TO DO: Scan the data below for the string "Option". Show every line where it turns up.

Collected data entries:
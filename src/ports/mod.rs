// SPDX-License-Identifier: MIT OR Apache-2.0

//! Ports layer containing trait definitions.
//!
//! The traits here define the seams between the domain and the adapters that feed
//! it text.

pub mod parser;

// Re-export commonly used types
pub use parser::ConfigParser;
// SPDX-License-Identifier: MIT OR Apache-2.0

//! Domain layer containing the parser, the store and typed conversions.
//!
//! This module is independent of any external concerns: it turns already-acquired
//! text into an [`Ini`] and answers queries against it.

pub mod errors;
pub mod parser;
pub mod store;
pub mod text;
pub mod value;

// Re-export commonly used types
pub use errors::{IniError, Result};
pub use store::{Ini, Section};
pub use value::FromIniValue;
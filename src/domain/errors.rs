// SPDX-License-Identifier: MIT OR Apache-2.0

//! Error types for the INI crate.
//!
//! This module defines the errors that can occur while parsing an INI document or
//! querying the resulting store. All errors use `thiserror` for proper error handling
//! and conversion.

use std::num::{ParseFloatError, ParseIntError};
use std::str::ParseBoolError;
use thiserror::Error;

/// The main error type for INI operations.
///
/// Parse-time failures (`Syntax`, `Io`) are always fatal to the construction of an
/// [`Ini`](crate::domain::Ini). Query-time failures (`UnknownSection`, `UnknownEntry`)
/// are only surfaced by the `get` family of accessors; the `dget` and typed accessor
/// families substitute the caller's fallback instead.
///
/// # Examples
///
/// ```
/// use inicfg::domain::errors::IniError;
///
/// fn lookup() -> Result<String, IniError> {
///     Err(IniError::UnknownSection {
///         section: "database".to_string(),
///     })
/// }
///
/// assert_eq!(lookup().unwrap_err().to_string(), "Unknown section 'database'.");
/// ```
#[derive(Debug, Error)]
#[non_exhaustive]
pub enum IniError {
    /// A line of the document could not be parsed.
    #[error("Syntax error on line {line}: {message}")]
    Syntax {
        /// The 1-based line number of the offending line
        line: usize,
        /// A description of the problem
        message: String,
    },

    /// A query referenced a section that was never declared.
    #[error("Unknown section '{section}'.")]
    UnknownSection {
        /// The section that was not found
        section: String,
    },

    /// A query referenced a key absent from its section.
    #[error("{}", unknown_entry_message(.key, .section.as_deref()))]
    UnknownEntry {
        /// The key that was not found
        key: String,
        /// The section that was searched, or `None` for the default section
        section: Option<String>,
    },

    /// Failed to convert a stored value to the requested type.
    #[error("Failed to convert value for key '{key}' to type {target_type}: {source}")]
    TypeConversionError {
        /// The key being converted
        key: String,
        /// The target type name
        target_type: String,
        /// The underlying conversion error
        source: Box<dyn std::error::Error + Send + Sync>,
    },

    /// An error occurred while locating or loading an INI source.
    #[error("INI source '{source_name}' error: {message}")]
    SourceError {
        /// The name of the source that encountered the error
        source_name: String,
        /// The error message
        message: String,
        /// The underlying error, if any
        #[source]
        source: Option<Box<dyn std::error::Error + Send + Sync>>,
    },

    /// The line source failed to yield a line, or yielded invalid UTF-8.
    #[error("I/O error: {0}")]
    Io(#[from] std::io::Error),
}

fn unknown_entry_message(key: &str, section: Option<&str>) -> String {
    match section {
        Some(section) => format!("Unknown entry '{}' in section '{}'.", key, section),
        None => format!("Unknown entry '{}'.", key),
    }
}

impl IniError {
    /// Creates a TypeConversionError from a ParseIntError.
    pub fn from_parse_int_error(key: String, err: ParseIntError) -> Self {
        IniError::TypeConversionError {
            key,
            target_type: "integer".to_string(),
            source: Box::new(err),
        }
    }

    /// Creates a TypeConversionError from a ParseFloatError.
    pub fn from_parse_float_error(key: String, err: ParseFloatError) -> Self {
        IniError::TypeConversionError {
            key,
            target_type: "float".to_string(),
            source: Box::new(err),
        }
    }

    /// Creates a TypeConversionError from a ParseBoolError.
    pub fn from_parse_bool_error(key: String, err: ParseBoolError) -> Self {
        IniError::TypeConversionError {
            key,
            target_type: "boolean".to_string(),
            source: Box::new(err),
        }
    }

    /// Returns `true` for the lookup misses that the fallback accessors absorb.
    pub fn is_lookup_miss(&self) -> bool {
        matches!(
            self,
            IniError::UnknownSection { .. } | IniError::UnknownEntry { .. }
        )
    }
}

/// A specialized Result type for INI operations.
pub type Result<T> = std::result::Result<T, IniError>;

#[cfg(test)]
mod tests {
    use super::*;

    #[test]
    fn test_syntax_error() {
        let error = IniError::Syntax {
            line: 3,
            message: "The line 'oops' is invalid.".to_string(),
        };
        assert_eq!(
            error.to_string(),
            "Syntax error on line 3: The line 'oops' is invalid."
        );
    }

    #[test]
    fn test_unknown_section_error() {
        let error = IniError::UnknownSection {
            section: "server".to_string(),
        };
        assert_eq!(error.to_string(), "Unknown section 'server'.");
        assert!(error.is_lookup_miss());
    }

    #[test]
    fn test_unknown_entry_in_section() {
        let error = IniError::UnknownEntry {
            key: "port".to_string(),
            section: Some("server".to_string()),
        };
        assert_eq!(
            error.to_string(),
            "Unknown entry 'port' in section 'server'."
        );
        assert!(error.is_lookup_miss());
    }

    #[test]
    fn test_unknown_entry_in_default_section() {
        let error = IniError::UnknownEntry {
            key: "port".to_string(),
            section: None,
        };
        assert_eq!(error.to_string(), "Unknown entry 'port'.");
    }

    #[test]
    fn test_type_conversion_error() {
        let source_error = "invalid value".parse::<i32>().unwrap_err();
        let error = IniError::TypeConversionError {
            key: "test.key".to_string(),
            target_type: "i32".to_string(),
            source: Box::new(source_error),
        };
        assert!(error.to_string().contains("test.key"));
        assert!(error.to_string().contains("i32"));
        assert!(!error.is_lookup_miss());
    }

    #[test]
    fn test_source_error() {
        let error = IniError::SourceError {
            source_name: "ini-file".to_string(),
            message: "Failed to read configuration file".to_string(),
            source: None,
        };
        assert_eq!(
            error.to_string(),
            "INI source 'ini-file' error: Failed to read configuration file"
        );
    }

    #[test]
    fn test_io_error_conversion() {
        let io_error = std::io::Error::new(std::io::ErrorKind::InvalidData, "bad utf-8");
        let error = IniError::from(io_error);
        assert!(matches!(error, IniError::Io(_)));
    }

    #[test]
    fn test_from_parse_int_error() {
        let parse_err = "not_a_number".parse::<i32>().unwrap_err();
        let error = IniError::from_parse_int_error("n".to_string(), parse_err);
        assert!(matches!(error, IniError::TypeConversionError { .. }));
        assert!(error.to_string().contains("integer"));
    }

    #[test]
    fn test_from_parse_float_error() {
        let parse_err = "not_a_float".parse::<f64>().unwrap_err();
        let error = IniError::from_parse_float_error("x".to_string(), parse_err);
        assert!(error.to_string().contains("float"));
    }

    #[test]
    fn test_from_parse_bool_error() {
        let parse_err = "not_a_bool".parse::<bool>().unwrap_err();
        let error = IniError::from_parse_bool_error("flag".to_string(), parse_err);
        assert!(error.to_string().contains("boolean"));
    }
}
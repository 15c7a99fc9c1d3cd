//! Content repository boundary
//!
//! The importer talks to the content store only through the traits defined
//! here. `sqlite` provides the bundled implementation.

use serde::{Deserialize, Serialize};

use crate::media::AssetRef;

pub mod sqlite;

/// Metadata key holding the business key used for deduplication.
pub const GROUP_ID: &str = "group_id";

#[derive(
    Debug, Clone, Copy, PartialEq, Eq, Hash, PartialOrd, Ord, Serialize, Deserialize, sqlx::Type,
)]
#[sqlx(transparent)]
#[serde(transparent)]
pub struct ItemId(pub i64);

#[derive(
    Debug, Clone, Copy, PartialEq, Eq, Hash, PartialOrd, Ord, Serialize, Deserialize, sqlx::Type,
)]
#[sqlx(transparent)]
#[serde(transparent)]
pub struct TermId(pub i64);

impl std::fmt::Display for ItemId {
    fn fmt(&self, f: &mut std::fmt::Formatter<'_>) -> std::fmt::Result {
        write!(f, "#{}", self.0)
    }
}

impl std::fmt::Display for TermId {
    fn fmt(&self, f: &mut std::fmt::Formatter<'_>) -> std::fmt::Result {
        write!(f, "#{}", self.0)
    }
}

/// Publication status of a content item.
#[derive(Debug, Clone, Copy, PartialEq, Eq, Hash, Default, Serialize, Deserialize)]
#[serde(rename_all = "snake_case")]
pub enum Status {
    Publish,
    #[default]
    Draft,
    Pending,
}

impl Status {
    pub fn as_str(self) -> &'static str {
        match self {
            Self::Publish => "publish",
            Self::Draft => "draft",
            Self::Pending => "pending",
        }
    }

    /// Parse a user supplied status. Anything unknown becomes `Draft`.
    pub fn parse_lenient(value: &str) -> Self {
        match value.trim().to_lowercase().as_str() {
            "publish" => Self::Publish,
            "pending" => Self::Pending,
            _ => Self::Draft,
        }
    }
}

impl std::fmt::Display for Status {
    fn fmt(&self, f: &mut std::fmt::Formatter<'_>) -> std::fmt::Result {
        f.write_str(self.as_str())
    }
}

/// Attributes written on create and update.
#[derive(Debug, Clone, PartialEq, Eq)]
pub struct NewItem {
    pub content_type: String,
    pub title: String,
    pub body: String,
    pub excerpt: String,
    pub status: Status,
    pub slug: String,
}

pub trait TermStore {
    type Error: std::error::Error;

    /// Look up a term by exact name anywhere in the taxonomy.
    fn find_term(
        &self,
        taxonomy: &str,
        name: &str,
    ) -> impl Future<Output = Result<Option<TermId>, Self::Error>>;

    fn create_term(
        &self,
        taxonomy: &str,
        name: &str,
        parent: Option<TermId>,
    ) -> impl Future<Output = Result<TermId, Self::Error>>;
}

pub trait ContentRepository {
    type Error: std::error::Error;

    /// Find an item of `content_type` whose `group_id` metadata equals `key`.
    /// An empty key never matches.
    fn find_item_by_business_key(
        &self,
        content_type: &str,
        key: &str,
    ) -> impl Future<Output = Result<Option<ItemId>, Self::Error>>;

    fn create_item(&self, item: &NewItem) -> impl Future<Output = Result<ItemId, Self::Error>>;

    /// Overwrite body, excerpt, status and slug. The title is written only
    /// when `update_title` is set.
    fn update_item(
        &self,
        id: ItemId,
        item: &NewItem,
        update_title: bool,
    ) -> impl Future<Output = Result<(), Self::Error>>;

    /// Create or update the item identified by `(item.content_type, key)`.
    ///
    /// Implementations must guarantee:
    /// - `None` (or an empty key) always creates a new item.
    /// - With a key, an existing item of the same content type carrying that
    ///   `group_id` is updated as in [`ContentRepository::update_item`];
    ///   otherwise a new item is created and its `group_id` recorded before
    ///   the call returns.
    /// - Lookup and write happen atomically with respect to other upserts.
    ///
    /// Returns the item id and whether it was created.
    fn upsert(
        &self,
        key: Option<&str>,
        item: &NewItem,
        update_title: bool,
    ) -> impl Future<Output = Result<(ItemId, bool), Self::Error>>;

    fn set_featured_media(
        &self,
        id: ItemId,
        asset: &AssetRef,
    ) -> impl Future<Output = Result<(), Self::Error>>;

    /// Replace the item's terms in `taxonomy`, keeping the given order.
    fn assign_terms(
        &self,
        id: ItemId,
        taxonomy: &str,
        terms: &[TermId],
    ) -> impl Future<Output = Result<(), Self::Error>>;

    fn set_metadata(
        &self,
        id: ItemId,
        key: &str,
        value: &str,
    ) -> impl Future<Output = Result<(), Self::Error>>;
}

RESPONSE BOX:
        section: Option<String>,
        source: Option<Box<dyn std::error::Error + Send + Sync>>,
fn unknown_entry_message(key: &str, section: Option<&str>) -> String {
    ) -> impl Future<Output = Result<Option<TermId>, Self::Error>>;
        parent: Option<TermId>,
    ) -> impl Future<Output = Result<Option<ItemId>, Self::Error>>;
        key: Option<&str>,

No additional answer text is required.